EventScotland boss Paul Bush said its bid would take the world’s top cycling race - which over four days in Britain could generate hundreds of millions of pounds - within an hour’s travel of half of Britain’s population.
He said attempts to persuade Welcome to Yorkshire to present a united bid to Tour de France organisers ASO had failed.
A British Cycling spokesman said the wide geographical reach of its bid offered the greatest potential impact for cycling and represented the technically and creatively best bid for Great Britain.
After race organisers ASO held discussions with EventScotland about its proposed route, Culture Minister Ed Vaizey said the Government believed “the best chance of success will be to submit a single bid and we have reached out to Yorkshire to ask them to take part in a national bid”.

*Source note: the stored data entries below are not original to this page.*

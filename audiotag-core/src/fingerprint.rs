//! Fingerprint engine (spec.md §4.3): wraps the external `fpcalc` binary
//! and the AcoustID lookup call.

use crate::cache::{Cache, CacheBundle};
use crate::limiter::IntervalLimiter;
use audiotag_common::error::{Error, Result};
use serde::Deserialize;
use sha2::{Digest, Sha256};
use std::path::Path;
use std::time::Duration;
use tokio::io::{AsyncReadExt, AsyncSeekExt};
use tokio::process::Command;

const ACOUSTID_URL: &str = "https://api.acoustid.org/v2/lookup";
const DEFAULT_MIN_SCORE: f64 = 0.5;
const MAX_ATTEMPTS: u32 = 3;
const HASH_WINDOW_BYTES: u64 = 1024 * 1024;

#[derive(Debug, Deserialize)]
struct AcoustIdResponse {
    status: String,
    results: Option<Vec<AcoustIdResultJson>>,
    error: Option<AcoustIdErrorJson>,
}

#[derive(Debug, Deserialize)]
struct AcoustIdErrorJson {
    message: String,
}

#[derive(Debug, Deserialize)]
struct AcoustIdResultJson {
    score: f64,
    recordings: Option<Vec<AcoustIdRecordingJson>>,
}

#[derive(Debug, Deserialize)]
struct AcoustIdRecordingJson {
    id: String,
}

struct FpcalcOutput {
    duration_seconds: u64,
    fingerprint_token: String,
}

pub struct FingerprintEngine {
    http: reqwest::Client,
    limiter: IntervalLimiter,
    api_key: String,
    min_score: f64,
    use_persistent_path_hash: bool,
}

impl FingerprintEngine {
    pub fn new(api_key: String, use_persistent_path_hash: bool) -> Self {
        Self {
            http: reqwest::Client::builder()
                .timeout(Duration::from_secs(15))
                .build()
                .expect("reqwest client builds"),
            limiter: IntervalLimiter::from_millis(334),
            api_key,
            min_score: DEFAULT_MIN_SCORE,
            use_persistent_path_hash,
        }
    }

    pub fn with_min_score(mut self, min_score: f64) -> Self {
        self.min_score = min_score;
        self
    }

    /// Cache key per spec.md §3: canonical absolute path for the in-memory
    /// backend, or SHA-256 of the first+last 1 MiB for the persistent one
    /// (survives renames).
    pub async fn cache_key(&self, path: &Path) -> Result<String> {
        if !self.use_persistent_path_hash {
            return Ok(path
                .canonicalize()
                .unwrap_or_else(|_| path.to_path_buf())
                .to_string_lossy()
                .into_owned());
        }
        content_hash(path).await
    }

    pub async fn fingerprint(
        &self,
        path: &Path,
        caches: &CacheBundle,
    ) -> Result<Vec<crate::types::FingerprintResult>> {
        let key = self.cache_key(path).await?;
        if let Some(cached) = caches.fingerprints.get(&key).await? {
            return Ok(cached.unwrap_or_default());
        }

        let results = self.fingerprint_uncached(path).await?;
        caches
            .fingerprints
            .put(&key, Some(results.clone()))
            .await?;
        Ok(results)
    }

    async fn fingerprint_uncached(&self, path: &Path) -> Result<Vec<crate::types::FingerprintResult>> {
        let fpcalc = run_fpcalc(path).await?;

        self.limiter.acquire().await?;
        let response = self.lookup_with_retry(&fpcalc).await?;

        let mut results: Vec<crate::types::FingerprintResult> = response
            .results
            .unwrap_or_default()
            .into_iter()
            .filter(|r| r.score >= self.min_score)
            .map(|r| crate::types::FingerprintResult {
                score: r.score,
                recording_ids: r
                    .recordings
                    .unwrap_or_default()
                    .into_iter()
                    .map(|rec| rec.id)
                    .collect(),
            })
            .collect();

        // Stable sort preserves original API order among equal scores.
        results.sort_by(|a, b| b.score.partial_cmp(&a.score).unwrap_or(std::cmp::Ordering::Equal));
        Ok(results)
    }

    async fn lookup_with_retry(&self, fpcalc: &FpcalcOutput) -> Result<AcoustIdResponse> {
        let mut attempt = 0;
        let mut backoff = Duration::from_millis(250);

        loop {
            attempt += 1;
            match self.lookup_once(fpcalc).await {
                Ok(response) => return Ok(response),
                Err(RetryableError::Fatal(e)) => return Err(e),
                Err(RetryableError::RetryAfter(secs)) => {
                    self.limiter.handle_retry_after(secs).await;
                    if attempt >= MAX_ATTEMPTS {
                        return Err(Error::Api {
                            service: "AcoustID",
                            status: Some(429),
                            message: "rate limited after retries".to_string(),
                        });
                    }
                }
                Err(RetryableError::Transient(e)) => {
                    if attempt >= MAX_ATTEMPTS {
                        return Err(e);
                    }
                    tokio::time::sleep(backoff).await;
                    backoff *= 2;
                }
            }
        }
    }

    async fn lookup_once(&self, fpcalc: &FpcalcOutput) -> std::result::Result<AcoustIdResponse, RetryableError> {
        let response = self
            .http
            .get(ACOUSTID_URL)
            .query(&[
                ("client", self.api_key.as_str()),
                ("meta", "recordings"),
                ("duration", &fpcalc.duration_seconds.to_string()),
                ("fingerprint", &fpcalc.fingerprint_token),
            ])
            .send()
            .await
            .map_err(|e| RetryableError::Transient(Error::Api {
                service: "AcoustID",
                status: None,
                message: e.to_string(),
            }))?;

        let status = response.status();
        if status.as_u16() == 429 {
            let retry_after = response
                .headers()
                .get("Retry-After")
                .and_then(|v| v.to_str().ok())
                .and_then(|v| v.parse().ok())
                .unwrap_or(1);
            return Err(RetryableError::RetryAfter(retry_after));
        }
        if status.is_server_error() {
            return Err(RetryableError::Transient(Error::Api {
                service: "AcoustID",
                status: Some(status.as_u16()),
                message: "server error".to_string(),
            }));
        }
        if status.is_client_error() {
            return Err(RetryableError::Fatal(Error::Api {
                service: "AcoustID",
                status: Some(status.as_u16()),
                message: "client error".to_string(),
            }));
        }

        let body: AcoustIdResponse = response
            .json()
            .await
            .map_err(|e| RetryableError::Fatal(Error::Fingerprint(format!("invalid AcoustID response: {e}"))))?;

        if body.status != "ok" {
            let message = body.error.map(|e| e.message).unwrap_or_default();
            if message.to_lowercase().contains("api key") {
                return Err(RetryableError::Fatal(Error::InvalidApiKey("AcoustID")));
            }
            return Err(RetryableError::Fatal(Error::Api {
                service: "AcoustID",
                status: None,
                message,
            }));
        }

        Ok(body)
    }
}

enum RetryableError {
    Fatal(Error),
    Transient(Error),
    RetryAfter(u64),
}

async fn run_fpcalc(path: &Path) -> Result<FpcalcOutput> {
    let output = Command::new("fpcalc")
        .arg(path)
        .arg("-json")
        .output()
        .await
        .map_err(|e| {
            if e.kind() == std::io::ErrorKind::NotFound {
                Error::Fingerprint(
                    "fpcalc not found; install chromaprint (e.g. `apt install libchromaprint-tools` \
                     or `brew install chromaprint`)".to_string(),
                )
            } else {
                Error::Fingerprint(format!("failed to run fpcalc: {e}"))
            }
        })?;

    if !output.status.success() || output.stdout.is_empty() {
        return Err(Error::Fingerprint(
            "fpcalc produced no output (corrupt file or unsupported format)".to_string(),
        ));
    }

    #[derive(Deserialize)]
    struct Raw {
        duration: f64,
        fingerprint: String,
    }

    let raw: Raw = serde_json::from_slice(&output.stdout)
        .map_err(|e| Error::Fingerprint(format!("could not parse fpcalc output: {e}")))?;

    Ok(FpcalcOutput {
        duration_seconds: raw.duration.round() as u64,
        fingerprint_token: raw.fingerprint,
    })
}

/// SHA-256 over the first 1 MiB concatenated with the last 1 MiB of the
/// file content: a fast identity that survives filename changes.
async fn content_hash(path: &Path) -> Result<String> {
    let mut file = tokio::fs::File::open(path).await?;
    let len = file.metadata().await?.len();

    let mut hasher = Sha256::new();
    let mut head = vec![0u8; HASH_WINDOW_BYTES.min(len) as usize];
    file.read_exact(&mut head).await?;
    hasher.update(&head);

    if len > HASH_WINDOW_BYTES {
        let tail_start = len.saturating_sub(HASH_WINDOW_BYTES);
        file.seek(std::io::SeekFrom::Start(tail_start)).await?;
        let mut tail = vec![0u8; (len - tail_start) as usize];
        file.read_exact(&mut tail).await?;
        hasher.update(&tail);
    }

    Ok(hex::encode(hasher.finalize()))
}

#[cfg(test)]
mod tests {
    use super::*;

    #[tokio::test]
    async fn fpcalc_enoent_reports_install_hint() {
        let tmp = tempfile::NamedTempFile::new().unwrap();
        // fpcalc is not on PATH in the test sandbox, so this exercises the
        // ENOENT branch deterministically.
        let err = run_fpcalc(tmp.path()).await.unwrap_err();
        assert!(matches!(err, Error::Fingerprint(ref m) if m.contains("install")));
    }

    #[tokio::test]
    async fn content_hash_is_stable_for_same_bytes() {
        let mut tmp = tempfile::NamedTempFile::new().unwrap();
        std::io::Write::write_all(&mut tmp, &vec![7u8; 2048]).unwrap();
        let a = content_hash(tmp.path()).await.unwrap();
        let b = content_hash(tmp.path()).await.unwrap();
        assert_eq!(a, b);
    }
}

Welcome to Yorkshire has declined to consider merging the bids as it believes its offering is sufficiently strong.
A Welcome to Yorkshire spokeswoman said: “We have worked hard over the past two years to bring the Tour de France to Yorkshire and we remain confident we will be successful.”
Meanwhile, Dario Nardella, the deputy mayor of Florence, claimed while the Yorkshire bid was in pole position after making a strong cash offer, he urged ASO to consider more than just the financial aspects of the bids, saying the Tuscan city was known and loved all over the world.